Well, I like to include a few non-park activities in my tours, and today was one such day. Before heading out to the second (and final) Six Flags property of the tour, we had an additional stop: the Gateway Arch. Unfortunately, this is a low capacity attraction, and as such all tickets are timed entry. Miss your time, and you're relegated to standby status, meaning the experience could come with an indeterminate wait.
It was forty minutes to our tour when we finally pulled out of the parking lot, twenty-five minutes away from the monument. Fortunately, on a Tuesday morning parking was painless, and after putting a couple dollars in the meter we walked over to the arch. No, we didn't make our tour time, but low crowds meant we could be accommodated on the next tour.
The arch itself is somewhat like a theme park attraction. Guests queue in a hallway adorned with timelines highlighting significant milestones in the history of the arch. Forty at a time, the group is ushered into a room to watch a hokey preshow setting the mood of the 1960s yet making almost no reference to the monument itself. From here, you're grouped by fives and loaded into a small capsule to take the 4 minute journey up to the top of the monument.

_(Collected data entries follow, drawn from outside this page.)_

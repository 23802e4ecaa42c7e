use std::path::PathBuf;

use clap::{Parser, Subcommand, ValueEnum};

use crate::error::{Error, Result};

#[derive(Parser, Debug)]
#[command(
    name = "drone-sim",
    about = "Discrete-event simulator for battery-powered queueing stations"
)]
pub struct Cli {
    #[command(subcommand)]
    pub command: Command,
}

#[derive(Subcommand, Debug)]
pub enum Command {
    /// Run a simulation from a config file
    Run {
        #[arg(long)]
        config: PathBuf,
        /// Shorthand for --format summary
        #[arg(long)]
        summary: bool,
        #[arg(long, value_enum, default_value = "human")]
        format: FormatArg,
        #[arg(long, help = "Override the config seed")]
        seed: Option<u64>,
        #[arg(long, help = "Override the simulated horizon, seconds")]
        horizon: Option<f64>,
    },
    /// Parse and validate a config file, then print it
    ShowConfig {
        #[arg(long)]
        config: PathBuf,
    },
    /// List the available dispatch policies
    ListPolicies,
}

#[derive(ValueEnum, Clone, Copy, Debug)]
pub enum FormatArg {
    Human,
    Summary,
    Json,
}

pub fn parse_args() -> Result<Cli> {
    Cli::try_parse().map_err(|e| Error::Cli(e.to_string()))
}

This was my second visit to the top of the arch, and I must admit on my first I found it a bit underwhelming. This time, however, the experience was much different. When not packed full of tourists, the observation deck is quite unique, providing an experience somewhat different from the typical viewing level of a skyscraper.
Not only must you look out through small slits recessed deep into the wall, the arch also affords the ability to look straight down at the ground 630 ft. below. For those with a fear of heights, it may be unnerving. For those who simply enjoy a good view, lots could be seen from the top.
After about twenty minutes, we had seen all there was to see, so the four of us headed back to the tram and descended to ground level. Time did not permit a thorough examination of the adjacent museum, so we gave it a cursory glance, took a few pictures on the outside, then headed back to the car and set off for the park of the day. For 45 minutes away from downtown St. Louis was one of the original Six Flags parks, and with a tight schedule we had only a half day there.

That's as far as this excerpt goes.